Write out the stretch of lines below that begins at the line with "pub fn position_history(&self)" and ends at the line with "buy.slippage = 10.0;", including both, exactly as given and nothing more.
Data for processing below:
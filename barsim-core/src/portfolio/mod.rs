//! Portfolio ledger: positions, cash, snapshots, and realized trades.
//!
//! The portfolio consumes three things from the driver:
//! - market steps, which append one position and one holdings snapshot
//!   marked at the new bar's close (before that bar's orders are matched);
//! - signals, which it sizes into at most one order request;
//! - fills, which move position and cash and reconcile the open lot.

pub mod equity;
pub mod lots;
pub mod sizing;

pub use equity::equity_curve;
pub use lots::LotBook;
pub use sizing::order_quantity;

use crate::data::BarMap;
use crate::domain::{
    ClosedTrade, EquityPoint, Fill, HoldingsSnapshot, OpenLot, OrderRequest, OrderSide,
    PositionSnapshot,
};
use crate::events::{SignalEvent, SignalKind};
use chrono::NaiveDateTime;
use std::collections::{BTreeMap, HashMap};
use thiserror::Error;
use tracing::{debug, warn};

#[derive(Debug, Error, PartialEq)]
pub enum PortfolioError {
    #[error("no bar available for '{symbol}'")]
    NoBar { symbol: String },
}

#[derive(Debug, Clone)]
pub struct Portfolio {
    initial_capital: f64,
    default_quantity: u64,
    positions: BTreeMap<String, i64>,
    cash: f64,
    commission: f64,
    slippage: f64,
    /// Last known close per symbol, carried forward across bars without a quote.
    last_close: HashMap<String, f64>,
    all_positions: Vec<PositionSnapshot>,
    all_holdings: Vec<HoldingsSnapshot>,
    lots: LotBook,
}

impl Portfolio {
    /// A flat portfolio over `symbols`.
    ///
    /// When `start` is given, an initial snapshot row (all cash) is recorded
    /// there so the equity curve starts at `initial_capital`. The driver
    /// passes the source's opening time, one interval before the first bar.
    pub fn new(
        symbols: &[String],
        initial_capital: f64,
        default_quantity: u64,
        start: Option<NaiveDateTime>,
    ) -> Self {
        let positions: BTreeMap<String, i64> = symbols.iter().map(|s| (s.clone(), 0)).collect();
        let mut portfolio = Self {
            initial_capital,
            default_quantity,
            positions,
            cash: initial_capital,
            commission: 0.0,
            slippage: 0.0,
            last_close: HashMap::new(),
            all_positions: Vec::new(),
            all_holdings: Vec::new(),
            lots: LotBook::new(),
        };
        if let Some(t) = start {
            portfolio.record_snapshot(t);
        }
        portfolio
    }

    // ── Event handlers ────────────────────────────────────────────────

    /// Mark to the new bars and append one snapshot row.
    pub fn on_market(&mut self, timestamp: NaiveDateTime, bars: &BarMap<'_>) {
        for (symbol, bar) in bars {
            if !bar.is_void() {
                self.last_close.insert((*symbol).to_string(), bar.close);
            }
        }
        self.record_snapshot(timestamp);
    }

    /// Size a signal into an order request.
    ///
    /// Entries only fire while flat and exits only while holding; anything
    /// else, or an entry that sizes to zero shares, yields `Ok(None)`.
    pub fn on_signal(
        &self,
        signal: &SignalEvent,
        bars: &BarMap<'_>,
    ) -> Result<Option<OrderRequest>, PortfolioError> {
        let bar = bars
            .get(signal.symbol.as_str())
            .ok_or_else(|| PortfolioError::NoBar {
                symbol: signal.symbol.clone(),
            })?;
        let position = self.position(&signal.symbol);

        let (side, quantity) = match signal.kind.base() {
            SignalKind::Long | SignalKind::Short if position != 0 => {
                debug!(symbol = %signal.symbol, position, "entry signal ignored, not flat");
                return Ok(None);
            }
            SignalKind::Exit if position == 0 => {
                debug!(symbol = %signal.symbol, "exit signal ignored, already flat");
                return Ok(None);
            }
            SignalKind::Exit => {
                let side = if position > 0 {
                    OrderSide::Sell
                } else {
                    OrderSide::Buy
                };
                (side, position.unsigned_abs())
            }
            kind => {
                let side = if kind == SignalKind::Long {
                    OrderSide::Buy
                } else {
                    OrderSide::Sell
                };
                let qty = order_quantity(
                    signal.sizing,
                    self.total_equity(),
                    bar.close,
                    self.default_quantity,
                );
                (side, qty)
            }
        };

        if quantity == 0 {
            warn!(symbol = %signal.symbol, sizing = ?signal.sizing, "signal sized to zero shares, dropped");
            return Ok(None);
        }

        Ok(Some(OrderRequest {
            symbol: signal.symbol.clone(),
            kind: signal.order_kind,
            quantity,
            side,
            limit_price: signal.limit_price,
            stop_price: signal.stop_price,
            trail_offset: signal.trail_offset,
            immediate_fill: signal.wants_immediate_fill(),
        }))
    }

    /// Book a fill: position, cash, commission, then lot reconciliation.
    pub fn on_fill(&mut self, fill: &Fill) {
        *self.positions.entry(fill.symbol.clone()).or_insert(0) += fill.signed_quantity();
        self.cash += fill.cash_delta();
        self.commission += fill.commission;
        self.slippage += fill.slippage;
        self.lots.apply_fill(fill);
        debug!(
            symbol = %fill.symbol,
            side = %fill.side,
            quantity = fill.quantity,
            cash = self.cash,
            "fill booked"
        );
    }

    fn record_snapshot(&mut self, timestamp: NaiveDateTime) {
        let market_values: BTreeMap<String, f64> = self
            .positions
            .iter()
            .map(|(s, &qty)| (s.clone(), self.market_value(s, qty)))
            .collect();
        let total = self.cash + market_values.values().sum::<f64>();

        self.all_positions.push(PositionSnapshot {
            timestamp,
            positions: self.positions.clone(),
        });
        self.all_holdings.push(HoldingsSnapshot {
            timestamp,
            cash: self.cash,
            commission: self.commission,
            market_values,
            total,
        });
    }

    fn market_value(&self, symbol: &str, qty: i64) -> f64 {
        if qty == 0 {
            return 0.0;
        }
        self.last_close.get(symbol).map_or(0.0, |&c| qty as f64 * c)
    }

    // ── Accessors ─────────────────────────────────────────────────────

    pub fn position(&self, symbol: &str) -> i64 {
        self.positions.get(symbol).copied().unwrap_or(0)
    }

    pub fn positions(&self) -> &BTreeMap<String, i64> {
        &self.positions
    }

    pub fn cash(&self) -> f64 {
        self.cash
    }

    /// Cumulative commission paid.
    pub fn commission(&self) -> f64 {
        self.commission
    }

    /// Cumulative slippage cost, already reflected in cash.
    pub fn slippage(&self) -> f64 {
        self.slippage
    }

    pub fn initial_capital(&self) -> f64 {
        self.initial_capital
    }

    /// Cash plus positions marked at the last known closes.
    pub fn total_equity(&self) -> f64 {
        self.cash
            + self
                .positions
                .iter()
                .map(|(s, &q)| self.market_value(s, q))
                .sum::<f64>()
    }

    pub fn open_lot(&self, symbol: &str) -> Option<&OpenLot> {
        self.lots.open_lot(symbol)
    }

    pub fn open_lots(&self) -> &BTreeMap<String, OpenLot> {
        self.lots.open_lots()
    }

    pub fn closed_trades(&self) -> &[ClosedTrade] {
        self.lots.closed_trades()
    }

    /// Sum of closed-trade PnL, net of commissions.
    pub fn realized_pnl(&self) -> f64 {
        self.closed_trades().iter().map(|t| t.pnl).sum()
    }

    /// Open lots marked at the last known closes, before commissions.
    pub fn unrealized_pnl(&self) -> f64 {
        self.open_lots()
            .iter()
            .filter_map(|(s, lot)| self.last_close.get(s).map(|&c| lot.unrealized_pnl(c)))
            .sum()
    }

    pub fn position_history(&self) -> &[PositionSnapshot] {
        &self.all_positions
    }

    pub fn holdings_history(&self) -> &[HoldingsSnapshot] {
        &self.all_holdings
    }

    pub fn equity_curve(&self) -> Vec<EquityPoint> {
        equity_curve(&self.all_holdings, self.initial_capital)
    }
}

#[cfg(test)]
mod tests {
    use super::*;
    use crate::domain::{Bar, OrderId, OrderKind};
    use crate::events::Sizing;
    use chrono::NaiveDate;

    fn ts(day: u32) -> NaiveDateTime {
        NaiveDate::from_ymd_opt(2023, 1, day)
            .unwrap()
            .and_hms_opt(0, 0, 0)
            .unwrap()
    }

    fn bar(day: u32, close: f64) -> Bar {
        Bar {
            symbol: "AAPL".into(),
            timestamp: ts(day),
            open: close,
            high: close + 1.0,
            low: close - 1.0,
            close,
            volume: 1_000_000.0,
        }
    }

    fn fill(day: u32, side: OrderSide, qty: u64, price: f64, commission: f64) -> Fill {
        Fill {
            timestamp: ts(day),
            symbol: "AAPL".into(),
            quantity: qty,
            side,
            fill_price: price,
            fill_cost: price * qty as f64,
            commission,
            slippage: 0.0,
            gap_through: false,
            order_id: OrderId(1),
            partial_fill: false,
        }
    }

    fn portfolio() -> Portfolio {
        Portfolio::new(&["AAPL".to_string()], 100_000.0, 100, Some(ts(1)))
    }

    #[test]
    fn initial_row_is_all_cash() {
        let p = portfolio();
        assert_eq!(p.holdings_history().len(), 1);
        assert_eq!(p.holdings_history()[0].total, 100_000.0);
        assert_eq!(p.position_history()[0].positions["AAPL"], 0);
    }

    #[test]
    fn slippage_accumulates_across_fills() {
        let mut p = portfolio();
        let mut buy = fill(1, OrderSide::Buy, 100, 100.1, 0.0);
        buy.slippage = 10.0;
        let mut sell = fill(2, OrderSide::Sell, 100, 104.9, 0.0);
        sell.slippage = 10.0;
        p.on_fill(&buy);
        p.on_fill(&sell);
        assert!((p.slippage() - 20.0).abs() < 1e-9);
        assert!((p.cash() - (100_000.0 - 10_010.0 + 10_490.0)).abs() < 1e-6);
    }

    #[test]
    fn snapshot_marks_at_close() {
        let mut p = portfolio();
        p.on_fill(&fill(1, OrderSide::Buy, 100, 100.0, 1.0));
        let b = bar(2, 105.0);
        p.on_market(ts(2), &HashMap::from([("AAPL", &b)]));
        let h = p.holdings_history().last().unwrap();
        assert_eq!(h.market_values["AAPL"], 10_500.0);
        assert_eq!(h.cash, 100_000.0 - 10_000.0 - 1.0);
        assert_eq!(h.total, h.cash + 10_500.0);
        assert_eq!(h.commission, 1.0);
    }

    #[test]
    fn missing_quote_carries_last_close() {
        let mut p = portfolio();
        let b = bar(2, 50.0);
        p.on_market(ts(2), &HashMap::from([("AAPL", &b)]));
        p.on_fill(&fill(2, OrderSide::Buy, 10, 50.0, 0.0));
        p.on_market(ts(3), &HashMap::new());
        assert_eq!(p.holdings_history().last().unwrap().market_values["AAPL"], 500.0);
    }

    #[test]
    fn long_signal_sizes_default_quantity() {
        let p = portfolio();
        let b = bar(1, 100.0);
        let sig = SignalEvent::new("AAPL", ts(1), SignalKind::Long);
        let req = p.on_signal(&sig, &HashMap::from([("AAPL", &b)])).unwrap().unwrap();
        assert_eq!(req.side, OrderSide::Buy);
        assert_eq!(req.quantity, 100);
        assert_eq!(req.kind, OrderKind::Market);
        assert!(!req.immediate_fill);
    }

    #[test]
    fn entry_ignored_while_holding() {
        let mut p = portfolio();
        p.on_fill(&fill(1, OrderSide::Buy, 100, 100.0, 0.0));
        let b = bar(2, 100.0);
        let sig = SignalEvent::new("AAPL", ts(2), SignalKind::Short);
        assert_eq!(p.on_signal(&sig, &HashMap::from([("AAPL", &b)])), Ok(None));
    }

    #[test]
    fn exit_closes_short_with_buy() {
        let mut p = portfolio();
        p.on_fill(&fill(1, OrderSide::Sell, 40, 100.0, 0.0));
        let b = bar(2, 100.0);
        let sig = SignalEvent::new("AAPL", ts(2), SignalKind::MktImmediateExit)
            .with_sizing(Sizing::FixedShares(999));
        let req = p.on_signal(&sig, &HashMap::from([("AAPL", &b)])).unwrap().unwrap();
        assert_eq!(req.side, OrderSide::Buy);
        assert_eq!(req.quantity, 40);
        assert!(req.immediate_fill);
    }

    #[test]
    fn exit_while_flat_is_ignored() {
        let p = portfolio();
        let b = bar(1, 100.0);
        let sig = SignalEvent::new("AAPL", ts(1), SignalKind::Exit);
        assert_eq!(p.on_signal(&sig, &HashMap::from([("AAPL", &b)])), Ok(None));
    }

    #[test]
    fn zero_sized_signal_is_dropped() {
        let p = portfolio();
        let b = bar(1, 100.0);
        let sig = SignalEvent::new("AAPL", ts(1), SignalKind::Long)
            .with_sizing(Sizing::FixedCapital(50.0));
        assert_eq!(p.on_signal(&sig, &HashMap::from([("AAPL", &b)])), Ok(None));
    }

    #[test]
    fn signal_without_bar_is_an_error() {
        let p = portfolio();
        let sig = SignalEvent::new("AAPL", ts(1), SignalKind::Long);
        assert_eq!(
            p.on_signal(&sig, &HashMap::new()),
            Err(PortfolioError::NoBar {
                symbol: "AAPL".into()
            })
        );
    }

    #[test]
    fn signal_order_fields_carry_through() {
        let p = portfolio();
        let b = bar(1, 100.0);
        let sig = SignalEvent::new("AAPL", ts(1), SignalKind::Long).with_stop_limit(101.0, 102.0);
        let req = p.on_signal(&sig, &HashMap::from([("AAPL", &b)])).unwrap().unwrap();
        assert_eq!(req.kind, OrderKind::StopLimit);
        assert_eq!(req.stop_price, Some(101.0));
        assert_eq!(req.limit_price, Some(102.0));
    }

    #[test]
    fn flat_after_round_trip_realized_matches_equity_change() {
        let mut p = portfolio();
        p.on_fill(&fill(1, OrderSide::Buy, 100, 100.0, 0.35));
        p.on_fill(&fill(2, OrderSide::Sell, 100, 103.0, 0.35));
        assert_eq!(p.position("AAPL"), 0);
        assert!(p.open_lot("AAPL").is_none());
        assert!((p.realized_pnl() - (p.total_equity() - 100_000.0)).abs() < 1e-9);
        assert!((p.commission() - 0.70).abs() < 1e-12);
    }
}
End of Data for processing.
Data for processing below:
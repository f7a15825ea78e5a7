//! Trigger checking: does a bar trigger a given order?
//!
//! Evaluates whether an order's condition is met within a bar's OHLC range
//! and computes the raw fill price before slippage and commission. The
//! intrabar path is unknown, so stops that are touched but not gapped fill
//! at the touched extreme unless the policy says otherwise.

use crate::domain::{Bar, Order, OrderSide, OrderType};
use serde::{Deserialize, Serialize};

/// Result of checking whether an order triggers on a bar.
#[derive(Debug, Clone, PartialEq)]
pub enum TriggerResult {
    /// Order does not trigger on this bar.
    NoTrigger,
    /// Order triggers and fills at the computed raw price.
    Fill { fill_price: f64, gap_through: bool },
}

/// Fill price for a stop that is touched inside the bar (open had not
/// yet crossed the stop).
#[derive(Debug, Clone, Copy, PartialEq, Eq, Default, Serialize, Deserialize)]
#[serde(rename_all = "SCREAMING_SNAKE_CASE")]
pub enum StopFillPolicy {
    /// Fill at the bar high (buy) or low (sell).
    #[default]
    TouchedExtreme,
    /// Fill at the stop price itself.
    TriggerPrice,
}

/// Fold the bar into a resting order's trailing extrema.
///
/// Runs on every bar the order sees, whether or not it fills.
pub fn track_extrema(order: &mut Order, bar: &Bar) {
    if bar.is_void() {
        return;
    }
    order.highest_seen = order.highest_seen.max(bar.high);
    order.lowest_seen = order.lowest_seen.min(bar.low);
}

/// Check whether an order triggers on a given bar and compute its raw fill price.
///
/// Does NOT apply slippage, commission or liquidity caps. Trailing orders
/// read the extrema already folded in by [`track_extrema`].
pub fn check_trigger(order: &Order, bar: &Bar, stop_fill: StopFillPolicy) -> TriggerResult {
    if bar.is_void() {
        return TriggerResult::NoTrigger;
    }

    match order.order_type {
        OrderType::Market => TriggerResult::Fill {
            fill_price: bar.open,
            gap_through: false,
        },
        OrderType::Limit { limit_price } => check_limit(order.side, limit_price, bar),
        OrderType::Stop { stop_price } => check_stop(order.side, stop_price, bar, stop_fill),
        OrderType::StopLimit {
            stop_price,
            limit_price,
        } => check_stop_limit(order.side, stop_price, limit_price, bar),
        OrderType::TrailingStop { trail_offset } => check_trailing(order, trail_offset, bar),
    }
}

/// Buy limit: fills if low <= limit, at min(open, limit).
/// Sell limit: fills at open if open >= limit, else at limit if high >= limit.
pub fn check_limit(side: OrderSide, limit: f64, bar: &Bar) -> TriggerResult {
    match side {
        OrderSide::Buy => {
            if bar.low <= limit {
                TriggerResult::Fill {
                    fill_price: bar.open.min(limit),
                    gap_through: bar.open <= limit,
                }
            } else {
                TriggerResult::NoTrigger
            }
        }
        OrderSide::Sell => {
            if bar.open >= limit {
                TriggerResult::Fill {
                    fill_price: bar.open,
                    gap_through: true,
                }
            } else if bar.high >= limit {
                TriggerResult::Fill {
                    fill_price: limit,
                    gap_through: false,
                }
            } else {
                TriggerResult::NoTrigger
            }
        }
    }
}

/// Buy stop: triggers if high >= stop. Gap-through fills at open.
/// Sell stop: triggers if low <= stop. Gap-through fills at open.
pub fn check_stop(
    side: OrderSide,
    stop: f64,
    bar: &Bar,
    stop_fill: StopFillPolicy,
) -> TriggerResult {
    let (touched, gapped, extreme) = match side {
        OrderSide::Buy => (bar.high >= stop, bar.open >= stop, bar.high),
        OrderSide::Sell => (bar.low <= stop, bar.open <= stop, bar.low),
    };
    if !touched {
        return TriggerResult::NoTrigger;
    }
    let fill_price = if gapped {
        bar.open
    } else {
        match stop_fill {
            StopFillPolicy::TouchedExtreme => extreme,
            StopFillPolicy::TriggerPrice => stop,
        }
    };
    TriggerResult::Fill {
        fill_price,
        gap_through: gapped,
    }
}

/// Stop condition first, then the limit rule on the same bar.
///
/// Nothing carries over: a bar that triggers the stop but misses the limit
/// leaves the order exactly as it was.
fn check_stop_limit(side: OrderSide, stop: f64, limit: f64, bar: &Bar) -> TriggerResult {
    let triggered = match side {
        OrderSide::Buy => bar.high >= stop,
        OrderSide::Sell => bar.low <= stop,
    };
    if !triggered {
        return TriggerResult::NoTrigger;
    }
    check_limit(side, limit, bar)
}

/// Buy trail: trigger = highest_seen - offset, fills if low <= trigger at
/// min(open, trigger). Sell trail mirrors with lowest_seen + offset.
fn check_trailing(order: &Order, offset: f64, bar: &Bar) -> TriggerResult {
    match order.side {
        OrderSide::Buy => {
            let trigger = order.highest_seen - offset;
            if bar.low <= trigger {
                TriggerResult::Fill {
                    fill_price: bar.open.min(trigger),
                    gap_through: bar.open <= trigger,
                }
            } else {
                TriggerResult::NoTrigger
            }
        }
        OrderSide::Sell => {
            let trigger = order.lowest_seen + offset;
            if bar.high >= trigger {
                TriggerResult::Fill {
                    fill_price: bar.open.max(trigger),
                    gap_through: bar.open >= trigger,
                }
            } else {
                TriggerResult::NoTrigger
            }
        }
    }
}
End of Data for processing.
→ **Answer area**:
    pub fn position_history(&self) -> &[PositionSnapshot] {
        &self.all_positions
    }

    pub fn holdings_history(&self) -> &[HoldingsSnapshot] {
        &self.all_holdings
    }

    pub fn equity_curve(&self) -> Vec<EquityPoint> {
        equity_curve(&self.all_holdings, self.initial_capital)
    }
}

#[cfg(test)]
mod tests {
    use super::*;
    use crate::domain::{Bar, OrderId, OrderKind};
    use crate::events::Sizing;
    use chrono::NaiveDate;

    fn ts(day: u32) -> NaiveDateTime {
        NaiveDate::from_ymd_opt(2023, 1, day)
            .unwrap()
            .and_hms_opt(0, 0, 0)
            .unwrap()
    }

    fn bar(day: u32, close: f64) -> Bar {
        Bar {
            symbol: "AAPL".into(),
            timestamp: ts(day),
            open: close,
            high: close + 1.0,
            low: close - 1.0,
            close,
            volume: 1_000_000.0,
        }
    }

    fn fill(day: u32, side: OrderSide, qty: u64, price: f64, commission: f64) -> Fill {
        Fill {
            timestamp: ts(day),
            symbol: "AAPL".into(),
            quantity: qty,
            side,
            fill_price: price,
            fill_cost: price * qty as f64,
            commission,
            slippage: 0.0,
            gap_through: false,
            order_id: OrderId(1),
            partial_fill: false,
        }
    }

    fn portfolio() -> Portfolio {
        Portfolio::new(&["AAPL".to_string()], 100_000.0, 100, Some(ts(1)))
    }

    #[test]
    fn initial_row_is_all_cash() {
        let p = portfolio();
        assert_eq!(p.holdings_history().len(), 1);
        assert_eq!(p.holdings_history()[0].total, 100_000.0);
        assert_eq!(p.position_history()[0].positions["AAPL"], 0);
    }

    #[test]
    fn slippage_accumulates_across_fills() {
        let mut p = portfolio();
        let mut buy = fill(1, OrderSide::Buy, 100, 100.1, 0.0);
        buy.slippage = 10.0;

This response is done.